Form 8-K

 

 

UNITED STATES

SECURITIES AND EXCHANGE COMMISSION

WASHINGTON, DC 20549

 

 

FORM 8-K

 

 

CURRENT REPORT

Pursuant to Section 13 or 15(d) of the

Securities Exchange Act of 1934

Date of Report (Date of earliest event reported): July 29, 2009

 

 

LIGAND PHARMACEUTICALS INCORPORATED

(Exact Name of Registrant as Specified in Its Charter)

 

 

 

Delaware   001-33093   77-0160744

(State or Other Jurisdiction of

Incorporation or Organization)

  (Commission File Number)  

(I.R.S. Employer

Identification No.)

10275 Science Center Drive, San Diego, California, 92121-1117

(Address of Principal Executive Offices) (Zip Code)

(858) 550-7500

(Registrant’s Telephone Number, Including Area Code)

N/A

(Former Name or Former Address, if Changed Since Last Report)

 

 

Check the appropriate box below if the Form 8-K filing is intended to simultaneously satisfy the filing obligation of the registrant under any of the following provisions:

 

¨ Written communications pursuant to Rule 425 under the Securities Act (17 CFR 230.425)

 

¨ Soliciting material pursuant to Rule 14a-12 under the Exchange Act (17 CFR 240.14a-12)

 

¨ Pre-commencement communications pursuant to Rule 14d-2(b) under the Exchange Act (17 CFR 240.14d-2(b))

 

¨ Pre-commencement communications pursuant to Rule 13e-4(c) under the Exchange Act (17 CFR 240.13e-4(c))

 

 

 


Item 1.01. Entry into a Material Definitive Agreement

On July 29, 2009, Ligand Pharmaceuticals Incorporated (“Ligand” or the “Company”) entered into a Research Collaboration Termination Agreement (the “Termination Agreement”) with N.V. Organon, a company organized under the laws of The Netherlands (“Organon”). The Termination Agreement amends certain terms with respect to ongoing research programs and provides for a wind-down period (through December 31, 2009) for such programs during which Ligand and Organon will continue their research activities and Organon will continue funding the programs. The Termination Agreement also provides for the termination, effective as of the end of the wind-down period, or December 31, 2009, of the Research Collaboration under the Collaboration and License Agreement dated February 25, 2002, as amended (the “Research Collaboration Agreement”) by and between Pharmacopeia Drug Discovery, Inc. (now Pharmacopeia, LLC, a wholly owned subsidiary of Ligand) and Organon. There is no financial or other termination penalty incurred by Ligand in connection with the termination of the Research Collaboration under the Research Collaboration Agreement

Except as set forth in the Termination Agreement, the Research Collaboration Agreement remains in full force and effect. The foregoing description of the terms of the Termination Agreement does not purport to be complete and is qualified in its entirety by reference to the full text of the Termination Agreement, a copy of which the Company intends to file with its Quarterly Report on Form 10-Q for the quarter ending September 30, 2009, requesting confidential treatment for certain portions.

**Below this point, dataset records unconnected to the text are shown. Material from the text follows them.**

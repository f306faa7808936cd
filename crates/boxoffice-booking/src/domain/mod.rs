//! Domain model of the booking context.

pub mod aggregates;
pub mod commands;
pub mod events;
pub mod projection;
pub mod repository;
//! Write-side storage port for reservations.

use async_trait::async_trait;
use boxoffice_core::error::DomainError;
use chrono::{DateTime, Utc};
use uuid::Uuid;

use super::aggregates::{Reservation, ReservationStatus};

/// Durable store of reservation aggregates.
///
/// Saves are optimistic: `save` succeeds only if the stored version still
/// equals `reservation.version()`, and then stores `version + 1`. A version
/// of 0 means the reservation has never been saved.
#[async_trait]
pub trait ReservationRepository: Send + Sync {
    /// Inserts or updates a reservation with all its items atomically.
    ///
    /// # Errors
    ///
    /// Returns `DomainError::ConcurrencyConflict` if another writer saved the
    /// reservation first, or `DomainError::Infrastructure` on storage failure.
    async fn save(&self, reservation: &Reservation) -> Result<(), DomainError>;

    /// Loads a reservation by ID.
    ///
    /// # Errors
    ///
    /// Returns `DomainError::Infrastructure` on storage failure.
    async fn find_by_id(&self, id: Uuid) -> Result<Option<Reservation>, DomainError>;

    /// Lists a user's reservations in the given status, newest first.
    ///
    /// # Errors
    ///
    /// Returns `DomainError::Infrastructure` on storage failure.
    async fn find_by_user_and_status(
        &self,
        user_id: &str,
        status: ReservationStatus,
    ) -> Result<Vec<Reservation>, DomainError>;

    /// Lists all of a user's reservations, newest first.
    ///
    /// # Errors
    ///
    /// Returns `DomainError::Infrastructure` on storage failure.
    async fn find_by_user(&self, user_id: &str) -> Result<Vec<Reservation>, DomainError>;

    /// Returns the IDs of pending reservations whose window ended before
    /// `now`, oldest deadline first.
    ///
    /// # Errors
    ///
    /// Returns `DomainError::Infrastructure` on storage failure.
    async fn find_expired_pending(&self, now: DateTime<Utc>) -> Result<Vec<Uuid>, DomainError>;

    /// Checks that the store is reachable.
    ///
    /// # Errors
    ///
    /// Returns `DomainError::Infrastructure` if the store does not answer.
    async fn ping(&self) -> Result<(), DomainError> {
        Ok(())
    }
}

On July 30, 2009, Ligand issued a press release announcing the entering into of the Termination Agreement. A copy of the press release is attached as Exhibit 99.1 hereto and is incorporated herein by reference.

 

Item 9.01. Financial Statements and Exhibits.

 

(d) Exhibits.

 

Exhibit No.

 

Description

99.1   Press release of the Company dated July 30, 2009.


SIGNATURES

Pursuant to the requirements of the Securities Exchange Act of 1934, as amended, the registrant has caused this report to be signed on its behalf by the undersigned.

 

    LIGAND PHARMACEUTICALS INCORPORATED

Date: August 4, 2009

    By:  

/s/    Charles S. Berkman

    Name:   Charles S. Berkman
    Title:   Vice President, General Counsel and Secretary


EXHIBIT INDEX

 

Exhibit No.

 

Description

99.1   Press release of the Company dated July 30, 2009.